Het hof zal de Raad verzoeken om, met inachtneming van het voorgaande, onderzoek te verrichten aan de hand van de volgende vragen:
- Welke hoofdverblijfplaats is het meest in het belang van [de minderjarige] ?
- Welke mogelijkheden zijn er voor de zorgregeling tussen [de minderjarige] en de ouder bij wie [de minderjarige] niet zijn hoofdverblijfplaats heeft?
- Wat zijn belemmerende factoren voor de zorgregeling? Zijn deze op te heffen? Zo ja, op welke wijze en op welke termijn?

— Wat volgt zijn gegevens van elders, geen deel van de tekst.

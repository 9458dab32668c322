//! Markdown renderer — rule index plus one section per rule.

use crate::model::{Extraction, RuleEntry};
use crate::render::Renderer;
use crate::toc;

pub struct MarkdownRenderer;

impl Renderer for MarkdownRenderer {
    fn render(&self, extraction: &Extraction) -> String {
        let mut output = String::new();

        if !extraction.rules.is_empty() {
            output.push_str("## Index\n\n");
            for name in extraction.rules.keys() {
                output.push_str(&toc::render_toc_item(name));
                output.push('\n');
            }
            output.push('\n');
        }

        for rule in extraction.rules.values() {
            output.push_str(&render_rule(rule));
        }

        output
    }

    fn file_extension(&self) -> &str {
        "md"
    }
}

fn render_rule(rule: &RuleEntry) -> String {
    let mut out = String::new();
    out.push_str(&format!("### {}\n\n", rule.name));

    // Descriptions are already a restricted HTML subset; markdown passes
    // them through as-is.
    if !rule.description.is_empty() {
        out.push_str(&rule.description);
        out.push('\n');
    }

    if !rule.parameters.is_empty() {
        out.push_str("| Property | Description | Default Value |\n");
        out.push_str("| --- | --- | --- |\n");
        for param in &rule.parameters {
            out.push_str(&format!(
                "| {} | {} | {} |\n",
                cell(&param.key),
                cell(&param.description),
                cell(&param.default_value)
            ));
        }
        out.push('\n');
    }

    out
}

fn cell(text: &str) -> String {
    text.replace('|', "\\|")
}

#[cfg(test)]
mod tests {
    use super::*;
    use crate::model::RuleParameter;

    #[test]
    fn renders_index_and_sections() {
        let mut extraction = Extraction::default();
        extraction.rules.insert(
            "FooBar".to_string(),
            RuleEntry {
                name: "FooBar".to_string(),
                description: "<p>Checks things.</p>\n".to_string(),
                parameters: vec![RuleParameter {
                    key: "max".to_string(),
                    description: "Upper bound".to_string(),
                    default_value: "10".to_string(),
                }],
            },
        );

        let output = MarkdownRenderer.render(&extraction);
        assert!(output.starts_with("## Index\n\n* [FooBar](#foobar)\n"));
        assert!(output.contains("### FooBar\n\n<p>Checks things.</p>\n"));
        assert!(output.contains("| max | Upper bound | 10 |"));
    }

    #[test]
    fn empty_extraction_renders_nothing() {
        let output = MarkdownRenderer.render(&Extraction::default());
        assert!(output.is_empty());
    }
}
//! Cross-file merge: fold per-file rule mappings into one catalogue.
//!
//! Documentation for a rule may be spread over several files. Parameters
//! union across files; descriptions are first-writer-wins — earlier files
//! are authoritative, and a later differing description is reported as a
//! conflict, never adopted.

use crate::model::{DescriptionConflict, Extraction, RuleEntry};
use std::collections::BTreeMap;

/// Fold one file's mapping into the running accumulator.
pub fn fold(acc: &mut Extraction, source: BTreeMap<String, RuleEntry>) {
    for (name, entry) in source {
        let merged = acc
            .rules
            .entry(name.clone())
            .or_insert_with(|| RuleEntry::new(&name));

        for param in entry.parameters {
            merged.push_parameter(param);
        }

        if merged.description.is_empty() {
            merged.description = entry.description;
        } else if !entry.description.is_empty() && entry.description != merged.description {
            acc.conflicts.push(DescriptionConflict {
                rule: name,
                kept: merged.description.clone(),
                rejected: entry.description,
            });
        }
    }
}
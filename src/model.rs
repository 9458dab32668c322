//! Data model for extracted rule documentation — format-agnostic.

use std::collections::BTreeMap;
use std::path::PathBuf;

/// One documented lint rule, keyed by name in the extraction mapping.
#[derive(Debug, Default, Clone, PartialEq, Eq)]
pub struct RuleEntry {
    pub name: String,
    /// Restricted HTML subset: `<p>`, `<i>`, `<b>`, `<code>`, `<pre>` only.
    /// Built incrementally from paragraph lines and example blocks in
    /// document order.
    pub description: String,
    /// Unordered, no structural duplicates.
    pub parameters: Vec<RuleParameter>,
}

impl RuleEntry {
    pub fn new(name: &str) -> Self {
        RuleEntry {
            name: name.to_string(),
            ..Default::default()
        }
    }

    /// Add a parameter unless it is empty or already present.
    pub fn push_parameter(&mut self, param: RuleParameter) {
        if !param.is_empty() && !self.parameters.contains(&param) {
            self.parameters.push(param);
        }
    }
}

/// A single entry from a rule's parameter table.
#[derive(Debug, Default, Clone, PartialEq, Eq)]
pub struct RuleParameter {
    /// May be assembled from several physical rows when the name wraps.
    pub key: String,
    pub description: String,
    /// First non-blank fragment wins; later ones are ignored.
    pub default_value: String,
}

impl RuleParameter {
    pub fn is_empty(&self) -> bool {
        self.key.is_empty() && self.description.is_empty() && self.default_value.is_empty()
    }
}

/// Two source files supplied different non-blank descriptions for one rule.
/// Diagnostic only — the first-seen text is kept.
#[derive(Debug, Clone, PartialEq, Eq)]
pub struct DescriptionConflict {
    pub rule: String,
    pub kept: String,
    pub rejected: String,
}

/// A documentation file that could not be read. It contributes no entries.
#[derive(Debug, Clone)]
pub struct SourceFailure {
    pub path: PathBuf,
    pub reason: String,
}

/// Result of extracting a batch of documentation files.
#[derive(Debug, Default)]
pub struct Extraction {
    pub rules: BTreeMap<String, RuleEntry>,
    pub conflicts: Vec<DescriptionConflict>,
    pub failures: Vec<SourceFailure>,
}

- Hoe dient aan de zorgregeling, ook wat frequentie betreft, in het belang van [de minderjarige] vorm gegeven te worden?
Het hof verzoekt de Raad bij de beantwoording van de vragen alle relevante omstandigheden te betrekken, daaronder begrepen de feitelijke omstandigheid dat [de minderjarige] thans circa anderhalf jaar van zondagmiddag tot donderdagmiddag bij [X] in [plaats A] verblijft en van donderdagmiddag tot zondagmiddag bij [Y] in [plaats B] . Verder wordt de Raad verzocht bij zijn onderzoek ook de persoonlijke omstandigheden van [Y] en [X] te betrekken alsmede hun vermogen tot verzorging en opvoeding van [de minderjarige] , gelet op het feit dat daarover bij partijen over en weer zorgen bestaan. De Raad dient daartoe zo nodig een gedragsdeskundige in te schakelen. Tenslotte wordt de Raad verzocht het hof omtrent de resultaten van het onderzoek schriftelijk te rapporteren en te adviseren.
4.7.
In afwachting van het raadsonderzoek zal iedere verdere beslissing over de hoofdverblijfplaats van [de minderjarige] worden aangehouden. Dat geldt ook voor de beslissing op de overige verzoeken in hoger beroep, nu een beslissing daarover afhangt van de definitieve beslissing over de hoofdverblijfplaats van [de minderjarige] .

5.Beslissing

Het hof:
alvorens verder te beslissen,
verzoekt de Raad onderzoek te verrichten zoals omschreven onder 4.6;
houdt de behandeling van de zaak
pro formaaan tot
zondag 14 februari 2016met het verzoek aan de Raad het hof omtrent de resultaten van het onderzoek uiterlijk tien dagen voorafgaande aan voornoemde datum schriftelijk verslag uit te brengen;
bepaalt dat partijen, hun raadslieden en de Raad zullen worden opgeroepen tegen een nader te bepalen zittingsdatum.
Deze beschikking is gegeven door mrs. R.G. Kemmers, A. van Haeringen en S.F.M. Wortmann in tegenwoordigheid van mr. S.E. Harenberg als griffier, en in het openbaar uitgesproken op 10 november 2015.